These are the key concepts you need to understand to accurately answer the question.

Redox Reactions
Redox reactions are fundamental chemical processes where oxidation and reduction occur simultaneously. In simple terms, oxidation involves the loss of electrons, while reduction means the gain of electrons. Redox stands for "reduction-oxidation," highlighting their interplay.
Redox reactions are vital for various chemical processes, including:
  • Combustion
  • Photosynthesis
  • Metabolism in living organisms
In the context of electrochemical cells, a redox reaction is split into two half-reactions: one for oxidation and one for reduction. Each half-reaction has a standard potential, usually measured in volts. This potential allows us to predict the direction in which the reaction will proceed under standard conditions.
The stronger the oxidizing or reducing agent, the more spontaneous the reaction, which is crucial for processes like energy generation in batteries.
Electrochemical Cells
Electrochemical cells are devices that convert chemical energy into electrical energy or vice versa, using redox reactions. These cells consist of two electrodes: the anode and the cathode.
In a galvanic cell, for example:
  • The anode undergoes oxidation, while the cathode undergoes reduction.
  • Electrons flow from the anode to the cathode through an external circuit, generating electrical energy.
The cell's voltage is determined by the difference in the standard potentials of the two electrodes. This is known as the electromotive force (EMF) of the cell.
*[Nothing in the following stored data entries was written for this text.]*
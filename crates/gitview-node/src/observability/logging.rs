//! Structured logging initialization.

use tracing_subscriber::{fmt, layer::SubscriberExt, util::SubscriberInitExt, EnvFilter};

/// Log output format.
#[derive(Debug, Clone, Copy, PartialEq, Eq)]
pub enum LogFormat {
    /// Human-readable pretty format (for development).
    Pretty,
    /// JSON format (for production log aggregation).
    Json,
}

impl LogFormat {
    /// Parse log format from string.
    pub fn parse(s: &str) -> Self {
        match s.to_lowercase().as_str() {
            "json" => LogFormat::Json,
            _ => LogFormat::Pretty,
        }
    }
}

/// Default filter directives for `level` when `RUST_LOG` is unset.
pub fn default_directives(level: &str) -> String {
    format!(
        "gitview_node={level},gitview_web={level},gitview_storage={level},tower_http=debug,axum::rejection=trace",
        level = level
    )
}

/// Initialize the logging system.
///
/// `RUST_LOG` takes precedence over `level`.
pub fn init_logging(level: &str, format: LogFormat) {
    let env_filter =
        EnvFilter::try_from_default_env().unwrap_or_else(|_| default_directives(level).into());

    let registry = tracing_subscriber::registry().with(env_filter);

    match format {
        LogFormat::Json => registry
            .with(
                fmt::layer()
                    .json()
                    .with_current_span(true)
                    .with_span_list(false)
                    .with_file(true)
                    .with_line_number(true)
                    .with_target(true),
            )
            .init(),
        LogFormat::Pretty => registry.with(fmt::layer().pretty()).init(),
    }

    tracing::info!(level = %level, format = ?format, "Logging initialized");
}

#[cfg(test)]
mod tests {
    use super::*;

    #[test]
    fn test_parse_format() {
        assert_eq!(LogFormat::parse("JSON"), LogFormat::Json);
        assert_eq!(LogFormat::parse("pretty"), LogFormat::Pretty);
        assert_eq!(LogFormat::parse("anything"), LogFormat::Pretty);
    }

    #[test]
    fn test_default_directives_are_valid() {
        let directives = default_directives("debug");
        assert!(directives.starts_with("gitview_node=debug"));
        assert!(EnvFilter::try_new(&directives).is_ok());
    }
}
A positive EMF indicates a spontaneous reaction, a key factor in designing batteries and other power storage devices. Standard electrode potentials, like the ones given in the exercise, are essential for calculating this EMF, helping us understand the feasibility and efficiency of the cell's operation.
Standard Hydrogen Electrode
The standard hydrogen electrode (SHE) is a reference electrode used to measure electrode potentials. It is depicted by the half-reaction: \[ \text{H}_2(g) + 2\text{e}^- \rightarrow 2\text{H}^+(aq) \]This system is assigned a standard electrode potential of 0 volts, serving as a baseline for comparing other electrodes.
Key features of the SHE include:
  • A solution of hydrogen ions at a 1 M concentration.
  • Hydrogen gas at 1 atm pressure.
  • A platinum electrode as the interface.
It plays a critical role in determining the relative potentials of other electrodes, like in the original exercise. The potential difference between the SHE and another electrode will tell us how likely a reaction is to occur and in which direction it will proceed, supporting the design and understanding of electrochemical cells.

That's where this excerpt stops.